- Task material
· · · · ·

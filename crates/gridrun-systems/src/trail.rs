//! Movement trail bookkeeping.
//!
//! The trail records every cell an entity entered during the current
//! step, including intermediate cells of multi-cell paths (sliding,
//! falling, pushes, sweeps). Starting cells are never recorded, so a
//! cell an entity merely vacated is not part of its path. Portal
//! resolution and damage detection consume the trail to distinguish
//! "passed through this cell" from "was resting here all along".

use gridrun_core::{EntityId, Pos, State, TagSet};
use indexmap::{IndexMap, IndexSet};

/// Reset per-step bookkeeping at the start of a step.
///
/// Clears the trail and the damage hit set; the trail then accumulates
/// only cells entered during the new step.
pub fn begin_step(state: &State) -> State {
    let mut next = state.clone();
    next.trail = gridrun_core::TrailMap::new();
    next.damage_hits = gridrun_core::HitSet::new();
    next
}

/// The trail merged with the current position of every entity in
/// `tracked`.
///
/// Downstream systems want "every cell this entity touched this step,
/// including where it stands now"; the raw trail only holds cells
/// written by the movement machinery.
pub fn augmented_trail(state: &State, tracked: &TagSet) -> IndexMap<Pos, IndexSet<EntityId>> {
    let mut merged: IndexMap<Pos, IndexSet<EntityId>> = IndexMap::new();
    for (pos, ids) in state.trail.iter() {
        merged.entry(pos).or_default().extend(ids.iter().copied());
    }
    for id in tracked.iter() {
        if let Some(&pos) = state.position.get(id) {
            merged.entry(pos).or_default().insert(id);
        }
    }
    merged
}

/// Whether `id` newly arrived at its current cell this step.
///
/// True when the pre-movement snapshot disagrees with the current
/// position (or no snapshot exists, i.e. the entity was just created).
pub fn entered_this_step(state: &State, id: EntityId) -> bool {
    match (state.prev_position.get(id), state.position.get(id)) {
        (Some(prev), Some(cur)) => prev != cur,
        (None, Some(_)) => true,
        _ => false,
    }
}
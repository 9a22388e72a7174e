//! The immutable [`State`] snapshot.
//!
//! A `State` is a value object describing the entire world at one turn:
//! grid dimensions, every component store, the active movement and
//! objective rules, and per-step bookkeeping (previous positions, the
//! movement trail, damage deduplication). Systems are pure functions
//! `fn(&State, ...) -> State`; no system mutates a shared snapshot in
//! place. Cloning is cheap because all stores are copy-on-write (see
//! [`crate::store`]).

use crate::components::{
    Appearance, Cost, Damage, Health, Inventory, Key, Locked, Moving, Pathfinding, Portal,
    Rewardable, Speed, Status, TimeLimit, UsageLimit,
};
use crate::id::EntityId;
use crate::pos::Pos;
use crate::rules::{MoveRule, ObjectiveRule};
use crate::store::{ComponentMap, HitSet, TagSet, TrailMap};
use smallvec::SmallVec;

/// Immutable world snapshot.
///
/// Every transition creates a new `State`; unchanged stores share their
/// backing storage with the predecessor snapshot. Only persistent data
/// lives here — no handles, no caches.
#[derive(Clone, Debug, PartialEq)]
pub struct State {
    /// Grid width in tiles.
    pub width: u32,
    /// Grid height in tiles.
    pub height: u32,
    /// Movement candidate rule used to resolve move actions.
    pub move_rule: MoveRule,
    /// Objective predicate evaluated after each step to set `win`.
    pub objective: ObjectiveRule,

    // ── Capability tags ────────────────────────────────────────────
    /// Controllable entities.
    pub agent: TagSet,
    /// Entities preventing movement into their cell.
    pub blocking: TagSet,
    /// Entities that can be picked up.
    pub collectible: TagSet,
    /// Entities participating in occupancy / collision checks.
    pub collidable: TagSet,
    /// Logically removed entities (excluded from further resolution).
    pub dead: TagSet,
    /// Exit tiles.
    pub exit: TagSet,
    /// Damagers that kill on contact regardless of damage value.
    pub lethal_damage: TagSet,
    /// Entities displaceable by the push system.
    pub pushable: TagSet,
    /// Entities whose collection is mandatory for objective success.
    pub required: TagSet,
    /// Immunity effect entities.
    pub immunity: TagSet,
    /// Phasing effect entities.
    pub phasing: TagSet,

    // ── Component maps ─────────────────────────────────────────────
    /// Appearance hints for rendering / observations.
    pub appearance: ComponentMap<Appearance>,
    /// Per-cell score charges.
    pub cost: ComponentMap<Cost>,
    /// Contact damage values.
    pub damage: ComponentMap<Damage>,
    /// Hit point pools.
    pub health: ComponentMap<Health>,
    /// Carried items.
    pub inventory: ComponentMap<Inventory>,
    /// Key items.
    pub key: ComponentMap<Key>,
    /// Lock descriptors.
    pub locked: ComponentMap<Locked>,
    /// Autonomous mover definitions.
    pub moving: ComponentMap<Moving>,
    /// AI pathfinding directives.
    pub pathfinding: ComponentMap<Pathfinding>,
    /// Teleport pairings.
    pub portal: ComponentMap<Portal>,
    /// Current grid positions.
    pub position: ComponentMap<Pos>,
    /// Score rewards.
    pub rewardable: ComponentMap<Rewardable>,
    /// Speed effect entities.
    pub speed: ComponentMap<Speed>,
    /// Active effect references per holder.
    pub status: ComponentMap<Status>,
    /// Remaining-step limiters for effects.
    pub time_limit: ComponentMap<TimeLimit>,
    /// Remaining-use limiters for effects.
    pub usage_limit: ComponentMap<UsageLimit>,

    // ── Per-step bookkeeping ───────────────────────────────────────
    /// Positions snapshotted before movement this step.
    pub prev_position: ComponentMap<Pos>,
    /// Cells traversed this step.
    pub trail: TrailMap,
    /// Damage applications already made this step.
    pub damage_hits: HitSet,

    // ── Episode scalars ────────────────────────────────────────────
    /// Turn counter (0-based).
    pub turn: u64,
    /// Accumulated score.
    pub score: i64,
    /// Objective satisfied.
    pub win: bool,
    /// Losing condition met.
    pub lose: bool,
    /// Optional terminal / diagnostic message.
    pub message: Option<String>,
    /// Base RNG seed for deterministic procedural rules.
    pub seed: Option<u64>,
}

impl State {
    /// An empty world with the given dimensions and rules.
    pub fn new(width: u32, height: u32, move_rule: MoveRule, objective: ObjectiveRule) -> Self {
        Self {
            width,
            height,
            move_rule,
            objective,
            agent: TagSet::new(),
            blocking: TagSet::new(),
            collectible: TagSet::new(),
            collidable: TagSet::new(),
            dead: TagSet::new(),
            exit: TagSet::new(),
            lethal_damage: TagSet::new(),
            pushable: TagSet::new(),
            required: TagSet::new(),
            immunity: TagSet::new(),
            phasing: TagSet::new(),
            appearance: ComponentMap::new(),
            cost: ComponentMap::new(),
            damage: ComponentMap::new(),
            health: ComponentMap::new(),
            inventory: ComponentMap::new(),
            key: ComponentMap::new(),
            locked: ComponentMap::new(),
            moving: ComponentMap::new(),
            pathfinding: ComponentMap::new(),
            portal: ComponentMap::new(),
            position: ComponentMap::new(),
            rewardable: ComponentMap::new(),
            speed: ComponentMap::new(),
            status: ComponentMap::new(),
            time_limit: ComponentMap::new(),
            usage_limit: ComponentMap::new(),
            prev_position: ComponentMap::new(),
            trail: TrailMap::new(),
            damage_hits: HitSet::new(),
            turn: 0,
            score: 0,
            win: false,
            lose: false,
            message: None,
            seed: None,
        }
    }

    /// The first agent in store order, if any.
    pub fn first_agent(&self) -> Option<EntityId> {
        self.agent.iter().next()
    }

    /// All entities whose position equals `pos`, in store order.
    ///
    /// Linear scan of the position store; acceptable for the grid sizes
    /// this engine targets.
    pub fn entities_at(&self, pos: Pos) -> SmallVec<[EntityId; 4]> {
        self.position
            .iter()
            .filter(|(_, p)| **p == pos)
            .map(|(id, _)| id)
            .collect()
    }

    /// Entities at `pos` carrying the given tag.
    pub fn tagged_at(&self, pos: Pos, tags: &TagSet) -> SmallVec<[EntityId; 4]> {
        self.entities_at(pos)
            .into_iter()
            .filter(|id| tags.contains(*id))
            .collect()
    }

    /// Whether `agent` exists and has a position.
    pub fn is_steppable_for(&self, agent: EntityId) -> bool {
        !self.agent.is_empty() && self.position.contains(agent)
    }

    /// Whether the episode is already decided for `agent`.
    pub fn is_terminal_for(&self, agent: EntityId) -> bool {
        self.win || self.lose || self.dead.contains(agent)
    }
}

· · · · ·

- What is required
Read through the entries above and copy each line that has the string "with" in it.

- Task answer
/// The trail merged with the current position of every entity in
/// True when the pre-movement snapshot disagrees with the current
/// backing storage with the predecessor snapshot. Only persistent data
    /// An empty world with the given dimensions and rules.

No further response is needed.